Verse of the Day

Sunday, June 22, 2014

Of Anniversaries and Angiomas

Last night, my husband and I went out to dinner (thanks, Mom) to celebrate our 21st anniversary. How amazing that we haven't killed each other by now! But in the course of dinner and conversation, we inevitably talked of this lovely disease--- cavernous angioma-- and how is frustrates me to to end. I expressed my desire to find an expert in the field who could answer questions, and give me some perspective to the disease.

That's when my husband made an interesting comment that echoed in my mind all through the night. He said, "This isn't a disease to understand or manage. There's not much to do, and Dr. Willis has answered your questions. All that can be done is crisis intervention."

Crisis intervention. And I guess that's right. A doctor can give you seizure medications if needed. A doctor can track progression or regression of the disease. You can take steroids to reduce edema. A patient can opt for surgical resection or radio surgery. But really, there is not much to do but crisis intervention. There is no cure; there is nothing that can prevent the disease. For a person who likes answers---concrete answers-- this is difficult to swallow.

I have said to another friend that this disease is feels like you're waiting for the other shoe to drop. You just never know when the next wave of crisis is going to threaten you. You try to relax and trust the Lord, but your body defies you--- you're on constant alert.

Because the brain is plastic or dynamic, symptoms constantly change. One day feels like perhaps you're making some overall progress; the next day feels like the numbness has worsened. For emotion-driven people, like myself, not focusing on how you feel is very difficult. Telling yourself that you can not trust your symptoms seems so counter intuitive.
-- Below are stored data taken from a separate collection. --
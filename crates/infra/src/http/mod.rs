//! HTTP helpers for API-backed adapters
//!
//! Adapters that talk to a platform's REST API instead of driving a browser
//! session use these to turn responses into classified `TetherError`s, so
//! the retry policy can tell a 503 from a 400.

pub mod classify;

pub use classify::{classify_status, ensure_success, retry_after_secs};
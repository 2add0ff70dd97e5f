//! Runtime configuration for the orchestration layer
//!
//! These are the validated, `Duration`-typed counterparts of the serialisable
//! sections in [`tether_domain::Config`].

use std::time::Duration;

use tether_common::{RateLimitMode, RateLimiterConfig, RetryConfig, TokenBucketConfig};
use tether_domain::constants::{
    DEFAULT_CLEANUP_TIMEOUT_MS, DEFAULT_MAX_CONCURRENT_OPERATIONS, DEFAULT_OPERATION_TIMEOUT_MS,
    DEFAULT_POOL_ACQUIRE_TIMEOUT_MS, DEFAULT_POOL_IDLE_TIMEOUT_MS, DEFAULT_POOL_MAX_RESOURCES,
    DEFAULT_SHUTDOWN_GRACE_MS, OPERATION_EVENT_CAPACITY,
};
use tether_domain::{
    BucketSettings, ExhaustionPolicy, OrchestratorSettings, PoolSettings, RateLimitSettings,
    Result, RetrySettings, TetherError,
};

/// Resource pool configuration
#[derive(Debug, Clone, PartialEq, Eq)]
pub struct PoolConfig {
    /// Live sessions the pool may hold at once
    pub max_resources: usize,
    /// Default wait used by callers that do not pass their own
    pub acquire_timeout: Duration,
    /// How long a released session stays warm before it is closed
    pub idle_timeout: Duration,
    /// What `acquire` does when every slot is taken
    pub on_exhausted: ExhaustionPolicy,
}

impl Default for PoolConfig {
    fn default() -> Self {
        Self {
            max_resources: DEFAULT_POOL_MAX_RESOURCES,
            acquire_timeout: Duration::from_millis(DEFAULT_POOL_ACQUIRE_TIMEOUT_MS),
            idle_timeout: Duration::from_millis(DEFAULT_POOL_IDLE_TIMEOUT_MS),
            on_exhausted: ExhaustionPolicy::Overflow,
        }
    }
}

impl PoolConfig {
    /// Builder seeded with the defaults
    pub fn builder() -> PoolConfigBuilder {
        PoolConfigBuilder::default()
    }

    /// Check the invariants `ResourcePool::new` relies on
    pub fn validate(&self) -> std::result::Result<(), String> {
        if self.max_resources == 0 {
            return Err("max_resources must be greater than 0".to_string());
        }
        if self.idle_timeout.is_zero() {
            return Err("idle_timeout must be greater than zero".to_string());
        }
        Ok(())
    }
}

impl From<&PoolSettings> for PoolConfig {
    fn from(settings: &PoolSettings) -> Self {
        Self {
            max_resources: settings.max_resources,
            acquire_timeout: Duration::from_millis(settings.acquire_timeout_ms),
            idle_timeout: Duration::from_millis(settings.idle_timeout_ms),
            on_exhausted: settings.on_exhausted,
        }
    }
}

/// Builder for [`PoolConfig`]
#[derive(Debug, Default)]
pub struct PoolConfigBuilder {
    config: PoolConfig,
}

impl PoolConfigBuilder {
    /// Set the session cap
    pub fn max_resources(mut self, max: usize) -> Self {
        self.config.max_resources = max;
        self
    }

    /// Set the default acquire wait
    pub fn acquire_timeout(mut self, timeout: Duration) -> Self {
        self.config.acquire_timeout = timeout;
        self
    }

    /// Set the idle close delay
    pub fn idle_timeout(mut self, timeout: Duration) -> Self {
        self.config.idle_timeout = timeout;
        self
    }

    /// Set the exhaustion policy
    pub fn on_exhausted(mut self, policy: ExhaustionPolicy) -> Self {
        self.config.on_exhausted = policy;
        self
    }

    /// Validate and return the config
    pub fn build(self) -> Result<PoolConfig> {
        self.config.validate().map_err(TetherError::Config)?;
        Ok(self.config)
    }
}

/// Orchestrator configuration
#[derive(Debug, Clone, PartialEq, Eq)]
pub struct OrchestratorConfig {
    /// Operations allowed to hold a run slot at once
    pub max_concurrent_operations: usize,
    /// Default per-operation deadline; requests may override it
    pub operation_timeout: Duration,
    /// Upper bound on an adapter's `cleanup` call
    pub cleanup_timeout: Duration,
    /// How long `shutdown` waits for running operations
    pub shutdown_grace: Duration,
    /// Buffer size of the lifecycle event channel
    pub event_capacity: usize,
}

impl Default for OrchestratorConfig {
    fn default() -> Self {
        Self {
            max_concurrent_operations: DEFAULT_MAX_CONCURRENT_OPERATIONS,
            operation_timeout: Duration::from_millis(DEFAULT_OPERATION_TIMEOUT_MS),
            cleanup_timeout: Duration::from_millis(DEFAULT_CLEANUP_TIMEOUT_MS),
            shutdown_grace: Duration::from_millis(DEFAULT_SHUTDOWN_GRACE_MS),
            event_capacity: OPERATION_EVENT_CAPACITY,
        }
    }
}

impl OrchestratorConfig {
    /// Builder seeded with the defaults
    pub fn builder() -> OrchestratorConfigBuilder {
        OrchestratorConfigBuilder::default()
    }

    /// Check the invariants `Orchestrator::new` relies on
    pub fn validate(&self) -> std::result::Result<(), String> {
        if self.max_concurrent_operations == 0 {
            return Err("max_concurrent_operations must be greater than 0".to_string());
        }
        if self.operation_timeout.is_zero() {
            return Err("operation_timeout must be greater than zero".to_string());
        }
        if self.event_capacity == 0 {
            return Err("event_capacity must be greater than 0".to_string());
        }
        Ok(())
    }
}

impl From<&OrchestratorSettings> for OrchestratorConfig {
    fn from(settings: &OrchestratorSettings) -> Self {
        Self {
            max_concurrent_operations: settings.max_concurrent_operations,
            operation_timeout: Duration::from_millis(settings.operation_timeout_ms),
            cleanup_timeout: Duration::from_millis(settings.cleanup_timeout_ms),
            shutdown_grace: Duration::from_millis(settings.shutdown_grace_ms),
            event_capacity: OPERATION_EVENT_CAPACITY,
        }
    }
}

/// Builder for [`OrchestratorConfig`]
#[derive(Debug, Default)]
pub struct OrchestratorConfigBuilder {
    config: OrchestratorConfig,
}

impl OrchestratorConfigBuilder {
    /// Set the run slot cap
    pub fn max_concurrent_operations(mut self, max: usize) -> Self {
        self.config.max_concurrent_operations = max;
        self
    }

    /// Set the default operation deadline
    pub fn operation_timeout(mut self, timeout: Duration) -> Self {
        self.config.operation_timeout = timeout;
        self
    }

    /// Set the cleanup bound
    pub fn cleanup_timeout(mut self, timeout: Duration) -> Self {
        self.config.cleanup_timeout = timeout;
        self
    }

    /// Set the shutdown grace period
    pub fn shutdown_grace(mut self, grace: Duration) -> Self {
        self.config.shutdown_grace = grace;
        self
    }

    /// Set the event channel capacity
    pub fn event_capacity(mut self, capacity: usize) -> Self {
        self.config.event_capacity = capacity;
        self
    }

    /// Validate and return the config
    pub fn build(self) -> Result<OrchestratorConfig> {
        self.config.validate().map_err(TetherError::Config)?;
        Ok(self.config)
    }
}

fn bucket(settings: &BucketSettings) -> TokenBucketConfig {
    TokenBucketConfig::new(settings.capacity, settings.window())
}

/// Keyed limiter configuration from the `rate_limits` section
pub fn rate_limiter_config(settings: &RateLimitSettings) -> RateLimiterConfig {
    RateLimiterConfig {
        default: bucket(&settings.default),
        overrides: settings.targets.iter().map(|(k, v)| (k.clone(), bucket(v))).collect(),
        mode: if settings.non_blocking {
            RateLimitMode::NonBlocking
        } else {
            RateLimitMode::Blocking
        },
    }
}

/// Retry configuration from the `retry` section
pub fn retry_config(settings: &RetrySettings) -> Result<RetryConfig> {
    Ok(RetryConfig::builder()
        .max_attempts(settings.max_attempts)
        .exponential_backoff(
            Duration::from_millis(settings.initial_delay_ms),
            settings.multiplier,
            Duration::from_millis(settings.max_delay_ms),
        )
        .respect_retry_after(settings.respect_retry_after)
        .build()?)
}
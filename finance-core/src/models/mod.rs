mod crop;
mod crop_entry;
mod finance_plan;
mod saved_plan;

pub use crop::{CropName, Season};
pub use crop_entry::{CropEntry, CropField};
pub use finance_plan::{FinancePlan, PlanValidationError};
pub use saved_plan::SavedPlan;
How do you go on with the day, acting like nothing is wrong when in reality, you're treading water, emotionally-speaking?

The only way I can try to understand life right now is by viewing this whole dilemma through the Word. We are told to walk by faith, not by sight. We are told not to fear. We know we are never going to really understand all that we want to understand--- and that has to be okay. It has to be okay.

But this does bring me to another point of this post. If you do have cavernous angioma, it is imperative that you sign up on the international registry ( and get genetic testing. That way, you can participate in the gathering of information and on going research to aid in the hopeful discovery of a cure or treatment for this dreaded disease.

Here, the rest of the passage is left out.